Everyone clear on all that? Good. Let’s move on.

(12) The beginning of EVERY paragraph should be indented five spaces. No exceptions, EVER.

To put it another way: NOTHING you send to anyone in the industry should EVER be in block-style business format. I hate to be the one to break it to you, but if you have been submitting manuscripts with block-formatted paragraphs, they probably have been being rejected unread.

I know: maddening. I also know that I mentioned this in passing a couple of days ago, so I suspect that you’re not entirely shocked by this development. Here’s a bit more explanation of this odd phenomenon.

To publishing types, any document with no indentations, skipping a line between paragraphs, and the whole shebang left-justified carries the stigma of (ugh) business correspondence — and that’s definitely not good. Despite the fact that everyone from CEOs to the proverbial little old lady from Pasadena have been known to use block format from time to time(and blogs are set up to use nothing else), technically, non-indented paragraphs are not proper for English prose.

Do you really want the person you’re trying to impress with your literary genius to wonder about your literacy? I thought not.

And which do you think is going to strike format-minded industry professionals as more literate, a query letter in business format or one in correspondence format (indented paragraphs, date and signature halfway across the page, no skipped line between paragraphs)?

Uh-huh. And don’t you wish that someone had told you THAT before you sent out your first query letter?

Trust me on this one: indent your paragraphs in any document that’s ever going to pass under the nose of anyone even remotely affiliated with the publishing industry.

Including the first paragraph of every chapter. Yes, published books — particularly mysteries, I notice — often begin chapters and sections without indentation. But again, that lack of indentation was the editor’s choice, not the author’s, and copying it in a submission, no matter to whom it is intended as an homage, might get your work knocked out of consideration.

(13) Don’t skip an extra line between paragraphs, except to indicate a section break.

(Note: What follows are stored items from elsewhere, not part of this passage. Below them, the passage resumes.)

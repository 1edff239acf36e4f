use super::DataStore;
use crate::error::Result;
use crate::model::TaskMap;

/// In-memory storage for testing and development.
/// Does NOT persist data.
#[derive(Default)]
pub struct InMemoryStore {
    tasks: TaskMap,
    saves: usize,
}

impl InMemoryStore {
    pub fn new() -> Self {
        Self::default()
    }

    /// Number of times `save` has been called, for asserting that every
    /// mutating operation persists exactly once.
    pub fn save_count(&self) -> usize {
        self.saves
    }
}

impl DataStore for InMemoryStore {
    fn load(&mut self) -> Result<TaskMap> {
        Ok(self.tasks.clone())
    }

    fn save(&mut self, tasks: &TaskMap) -> Result<()> {
        self.tasks = tasks.clone();
        self.saves += 1;
        Ok(())
    }
}

// --- Test Fixtures ---

#[cfg(any(test, feature = "test_utils"))]
pub mod fixtures {
    use super::*;
    use crate::model::{Status, Task};

    pub struct StoreFixture {
        pub store: InMemoryStore,
    }

    impl Default for StoreFixture {
        fn default() -> Self {
            Self::new()
        }
    }

    impl StoreFixture {
        pub fn new() -> Self {
            Self {
                store: InMemoryStore::new(),
            }
        }

        pub fn with_tasks(mut self, count: usize) -> Self {
            let mut tasks = self.store.load().unwrap();
            for _ in 0..count {
                let id = crate::model::next_id(&tasks);
                let task = Task::new(id, format!("Test task {}", id));
                tasks.insert(id, task);
            }
            self.store.save(&tasks).unwrap();
            self
        }

        pub fn with_task(mut self, description: &str, status: Status) -> Self {
            let mut tasks = self.store.load().unwrap();
            let id = crate::model::next_id(&tasks);
            let mut task = Task::new(id, description.to_string());
            task.status = status;
            tasks.insert(id, task);
            self.store.save(&tasks).unwrap();
            self
        }
    }
}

The ONLY exception: you may skip an extra line to indicate a section break in the text. The * * * section break is more or less obsolete; no one will fault you for using it, but still, it’s no longer necessary in a submission to an agency or publishing house. (But do check contest rules carefully, because many competitions still require them.)

Really, this rule is just common sense — so it’s a continual surprise to professional readers how often we see manuscripts that are single-spaced with a line skipped between paragraphs (much like blog format, seen here).

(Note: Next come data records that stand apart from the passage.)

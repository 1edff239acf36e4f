use crate::commands::{CmdMessage, CmdResult};
use crate::error::{Result, TaskzError};
use crate::model::{next_id, Task};
use crate::store::DataStore;

pub fn run<S: DataStore>(store: &mut S, description: String) -> Result<CmdResult> {
    if description.trim().is_empty() {
        return Err(TaskzError::InvalidDescription);
    }

    let mut tasks = store.load()?;
    let id = next_id(&tasks);
    let task = Task::new(id, description);
    tasks.insert(id, task.clone());
    store.save(&tasks)?;

    let mut result = CmdResult::default();
    result.add_message(CmdMessage::success(format!(
        "Task added successfully (ID: {})",
        id
    )));
    result.affected_tasks.push(task);
    Ok(result)
}

#[cfg(test)]
mod tests {
    use super::*;
    use crate::model::Status;
    use crate::store::memory::InMemoryStore;

    #[test]
    fn adds_task_with_todo_status() {
        let mut store = InMemoryStore::new();
        let result = run(&mut store, "Buy milk".into()).unwrap();

        assert_eq!(result.affected_tasks.len(), 1);
        let task = &result.affected_tasks[0];
        assert_eq!(task.id, 1);
        assert_eq!(task.status, Status::Todo);
        assert_eq!(task.created_at, task.updated_at);
        assert_eq!(store.save_count(), 1);
    }

    #[test]
    fn ids_increase_sequentially() {
        let mut store = InMemoryStore::new();
        for (i, desc) in ["a", "b", "c"].iter().enumerate() {
            let result = run(&mut store, desc.to_string()).unwrap();
            assert_eq!(result.affected_tasks[0].id, i as u64 + 1);
        }
    }

    #[test]
    fn deleted_ids_are_never_reused() {
        let mut store = InMemoryStore::new();
        run(&mut store, "Buy milk".into()).unwrap();
        run(&mut store, "Walk dog".into()).unwrap();
        crate::commands::delete::run(&mut store, 1).unwrap();

        let result = run(&mut store, "Read book".into()).unwrap();
        assert_eq!(result.affected_tasks[0].id, 3);
    }

    #[test]
    fn rejects_empty_description() {
        let mut store = InMemoryStore::new();
        assert!(matches!(
            run(&mut store, "   ".into()),
            Err(TaskzError::InvalidDescription)
        ));
        assert_eq!(store.save_count(), 0);
    }
}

Why surprising? Well, since the entire manuscript should be double-spaced with indented paragraphs, there is no need to skip a line to indicate a paragraph break. (Which is, in case you were not aware of it, what a skipped line between paragraph means in a single-spaced or non-indented document.) In a double-spaced document, a skipped line means a section break, period.

Also — and this is far from insignificant, from a professional reader’s point of view — it’s COMPLETELY impossible to edit a single-spaced document, either in hard copy or on screen. The eye skips between lines too easily, and in hard copy, there’s nowhere to scrawl comments like Mr. Dickens, was it the best of times or was it the worst of times? It could hardly have been both!

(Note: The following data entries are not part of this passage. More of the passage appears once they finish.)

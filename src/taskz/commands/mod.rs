use crate::model::Task;

pub mod add;
pub mod delete;
pub mod list;
pub mod mark;
pub mod update;

#[derive(Debug, Clone)]
pub enum MessageLevel {
    Info,
    Success,
    Error,
}

#[derive(Debug, Clone)]
pub struct CmdMessage {
    pub level: MessageLevel,
    pub content: String,
}

impl CmdMessage {
    pub fn info(content: impl Into<String>) -> Self {
        Self {
            level: MessageLevel::Info,
            content: content.into(),
        }
    }

    pub fn success(content: impl Into<String>) -> Self {
        Self {
            level: MessageLevel::Success,
            content: content.into(),
        }
    }

    pub fn error(content: impl Into<String>) -> Self {
        Self {
            level: MessageLevel::Error,
            content: content.into(),
        }
    }
}

#[derive(Debug, Default)]
pub struct CmdResult {
    pub affected_tasks: Vec<Task>,
    pub listed_tasks: Vec<Task>,
    pub messages: Vec<CmdMessage>,
}

impl CmdResult {
    pub fn add_message(&mut self, message: CmdMessage) {
        self.messages.push(message);
    }

    pub fn with_listed_tasks(mut self, tasks: Vec<Task>) -> Self {
        self.listed_tasks = tasks;
        self
    }
}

So why do aspiring writers so often blithely send off manuscripts with skipped lines, single-spaced or otherwise? My guess would be for one of two reasons: either they think business format is proper English formatting (which it isn’t) or they’re used to seeing skipped lines in print. Magazine articles, mostly.

But — feel free to shout it along with me now; you know the words — A MANUSCRIPT SHOULD NOT RESEMBLE A PUBLISHED PIECE OF WRITING.

(14) NOTHING in a manuscript should be underlined. Titles of songs and publications, as well as words in foreign languages and those you wish to emphasize, should be italicized.

Fair warning: if you consult an old style manual (or a website that is relying upon an old style manual), you may be urged to underline these words. And just so you know, anyone who follows AP style will tell you to underline these. DO NOT LISTEN TO THESE TEMPTERS: AP style is for journalism, not book publishing. They are different fields, and have different standards.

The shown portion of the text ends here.